Helping Students to Confront Their Own Biases Using the Covers of Picture Books

Many of my students have grown up hearing repeated messages from the adults they are surrounded by that sound something like this: “Skin color doesn’t matter.” “Everyone deserves to be treated equally.” “We are all the same inside.”

Now, of course, these are wonderful things to say.

However, what worries me is that these cliches often stand in place of the real, difficult conversations about race and gender and religion that need to take place in order to really begin to break down the biases and stereotypes and prejudices that are standing in the way of allowing us to reach a better place of understanding and equality.  Another side effect of growing up only hearing these somewhat empty phrases is that many of my students, and many of the adults in this world, truly do not believe that they, themselves, carry any biases or prejudices.  For the most part, I believe that is simply not true.

One of the hardest things that I have had to do in the past few years is to really reflect on my own biases.  I had to look at the very ugly truth that I did carry beliefs about people based on their skin color or ethnicity or gender.  I still do.  Now, I am also actively working to acknowledge my own biases and then trying to dismantle them. But that does not come quickly. And none of that happens without honest, sometimes uncomfortable, conversations.

Knowing how hard it has been for me to do this work, I wasn’t sure how I could possibly approach this kind of work with my own students.  As I have written before, it has become increasingly important for me to help my mostly-white students to start to think about issues of race.  It has become increasingly important for me to help my students to start to think about issues beyond race as well. Issues of religion, family structure, gender, etc.

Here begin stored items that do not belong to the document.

//! Append-only JSONL file writer.
//!
//! Several relay processes may log to the same file. Each write is flushed
//! immediately so a line is never interleaved with another process's line.

use parking_lot::Mutex;
use std::fs::{File, OpenOptions};
use std::io::{self, BufWriter, Write};
use std::path::Path;
use std::sync::Arc;
use tracing_subscriber::fmt::MakeWriter;

/// Shared handle to the log file.
#[derive(Clone)]
pub struct LogFileWriter {
    inner: Arc<Mutex<BufWriter<File>>>,
}

impl LogFileWriter {
    /// Open (or create) `path` in append mode, creating parent directories.
    pub fn new(path: &Path) -> io::Result<Self> {
        if let Some(parent) = path.parent() {
            std::fs::create_dir_all(parent)?;
        }

        let file = OpenOptions::new().create(true).append(true).open(path)?;

        Ok(Self {
            inner: Arc::new(Mutex::new(BufWriter::with_capacity(8192, file))),
        })
    }
}

impl Write for LogFileWriter {
    fn write(&mut self, buf: &[u8]) -> io::Result<usize> {
        let mut guard = self.inner.lock();
        let written = guard.write(buf)?;
        guard.flush()?;
        Ok(written)
    }

    fn flush(&mut self) -> io::Result<()> {
        self.inner.lock().flush()
    }
}

/// `MakeWriter` over a shared [`LogFileWriter`].
#[derive(Clone)]
pub struct WriterFactory {
    writer: LogFileWriter,
}

impl WriterFactory {
    pub fn new(writer: LogFileWriter) -> Self {
        Self { writer }
    }
}

impl<'a> MakeWriter<'a> for WriterFactory {
    type Writer = LogFileWriter;

    fn make_writer(&'a self) -> Self::Writer {
        self.writer.clone()
    }
}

This year, I really wanted to find a way to help my students confront their OWN biases and prejudices.  But, as I said, this is made so difficult by the pre-packaged responses that I knew I was going to get when I began the conversation. So I looked to where I always look, my books.

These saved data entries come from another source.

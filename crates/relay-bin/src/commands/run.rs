//! `run`: the long-running dispatcher.

use super::open_store;
use crate::settings;
use index_sync_worker::SyncWorker;
use relay_config_and_utils::{Config, Paths};
use relay_dispatcher::Dispatcher;
use search_index::ElasticsearchIndex;
use std::sync::Arc;
use tokio::sync::watch;
use tracing::{error, info};

pub async fn run(
    config: &Config,
    paths: &Paths,
    instance_id: Option<String>,
    partition: Option<String>,
) -> anyhow::Result<()> {
    let instance_id = instance_id.unwrap_or_else(default_instance_id);
    let dispatcher_config = settings::dispatcher_config(&config.dispatcher, instance_id, partition);

    let store = open_store(config, paths).await?;
    store.database().health_check().await?;
    let index = ElasticsearchIndex::new(settings::elasticsearch_config(&config.elasticsearch))?;
    let worker = SyncWorker::new(Arc::new(index));
    let dispatcher = Dispatcher::new(
        dispatcher_config,
        store.clone(),
        settings::retry_policy(&config.retry),
        worker,
    );

    let stats = store.stats().await?;
    info!(
        instance_id = %dispatcher.config().instance_id,
        partition = dispatcher.config().partition.as_deref().unwrap_or("*"),
        elasticsearch = %config.elasticsearch.url,
        %stats,
        "Starting outbox relay"
    );

    let (shutdown_tx, shutdown_rx) = watch::channel(false);
    let runner = dispatcher.clone();
    let mut handle = tokio::spawn(async move { runner.run(shutdown_rx).await });

    let interrupted = tokio::select! {
        signal = tokio::signal::ctrl_c() => {
            if let Err(e) = signal {
                error!(error = %e, "Failed to listen for Ctrl-C, shutting down");
            }
            true
        }
        joined = &mut handle => {
            joined?;
            false
        }
    };

    if interrupted {
        info!("Shutdown requested, finishing in-flight events");
        let _ = shutdown_tx.send(true);
        handle.await?;
    }

    let stats = store.stats().await?;
    info!(%stats, "Outbox relay stopped");
    Ok(())
}

/// `<hostname>-<pid>`, unique per process on a host.
fn default_instance_id() -> String {
    let host = hostname::get()
        .ok()
        .and_then(|name| name.into_string().ok())
        .unwrap_or_else(|| "relay".to_string());
    format!("{}-{}", host, std::process::id())
}
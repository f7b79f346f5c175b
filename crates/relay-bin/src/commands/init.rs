//! `init`: persist the effective configuration.

use crate::output::{self, OutputFormat};
use relay_config_and_utils::{Config, Paths};

pub fn init(config: &Config, paths: &Paths, force: bool, format: &OutputFormat) -> anyhow::Result<()> {
    let path = paths.config_file();
    if path.exists() && !force {
        anyhow::bail!("{} already exists; pass --force to overwrite", path.display());
    }

    config.save(paths)?;
    output::print_success(&format!("Wrote {}", path.display()), format);
    Ok(())
}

One of the things that I have thought about a lot over the past few years are the books that fill my classroom library and the books I choose to read to my students.  As I work to fill my library with books that better reflect the diversity of the world we live in, I realize what a terrible job I had done with this in the past. The VAST majority of the books that I had that showed African-American characters on the cover were in my historical fiction bins.  And I am pretty sure that this resulted in my students believing that any picture book that featured an African-American person on the cover, was going to be about the Civil Rights Movement.  And in this way, that I never, ever intended, I am pretty sure that I was starting to send the message to my students that every book with an African-American person on the cover was a book that was going to be about struggle or sadness or hardship.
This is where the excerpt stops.